Segment Start: The data

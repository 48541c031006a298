//! # Vellum Search
//!
//! Keyword search over a document, in two cooperating passes:
//!
//! ```text
//! set_keyword ──► decorate (pure, per leaf, every render)
//!                     │
//!                 render commits
//!                     │
//! flush ────────► collect (authoritative results, keyed like the pass)
//! ```
//!
//! The decoration pass runs on every render and owns no state; the
//! [`SearchSession`] owns the state and defers collection until the host
//! confirms the render has committed. Results are collected straight from
//! the model by default; [`collect_rendered`] keeps the old
//! scan-the-rendered-output path alive for hosts that reflow text.
//!
//! ```rust,ignore
//! use vellum_search::SearchSession;
//!
//! let mut session = SearchSession::new();
//! session.set_keyword("kitten");
//! // ... host renders with decorate_document(...) ...
//! session.flush(&editor);
//! println!("{} matches", session.get_state().results.len());
//! ```

pub mod collect;
pub mod decorate;
pub mod replace;
pub mod session;
pub mod shim;

pub use collect::{collect, SearchResult};
pub use decorate::{decorate, decorate_document, search_key, ACTIVE_COLOR, HIGHLIGHT_COLOR};
pub use session::{SearchEvent, SearchSession, SearchState, SubscriptionId};
pub use shim::collect_rendered;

Segment End: The data

Retype all the data verbatim.

repository 48541c031006a298
//! # Vellum Search
//!
//! Keyword search over a document, in two cooperating passes:
//!
//! ```text
//! set_keyword ──► decorate (pure, per leaf, every render)
//!                     │
//!                 render commits
//!                     │
//! flush ────────► collect (authoritative results, keyed like the pass)
//! ```
//!
//! The decoration pass runs on every render and owns no state; the
//! [`SearchSession`] owns the state and defers collection until the host
//! confirms the render has committed. Results are collected straight from
//! the model by default; [`collect_rendered`] keeps the old
//! scan-the-rendered-output path alive for hosts that reflow text.
//!
//! ```rust,ignore
//! use vellum_search::SearchSession;
//!
//! let mut session = SearchSession::new();
//! session.set_keyword("kitten");
//! // ... host renders with decorate_document(...) ...
//! session.flush(&editor);
//! println!("{} matches", session.get_state().results.len());
//! ```

pub mod collect;
pub mod decorate;
pub mod replace;
pub mod session;
pub mod shim;

pub use collect::{collect, SearchResult};
pub use decorate::{decorate, decorate_document, search_key, ACTIVE_COLOR, HIGHLIGHT_COLOR};
pub use session::{SearchEvent, SearchSession, SearchState, SubscriptionId};
pub use shim::collect_rendered;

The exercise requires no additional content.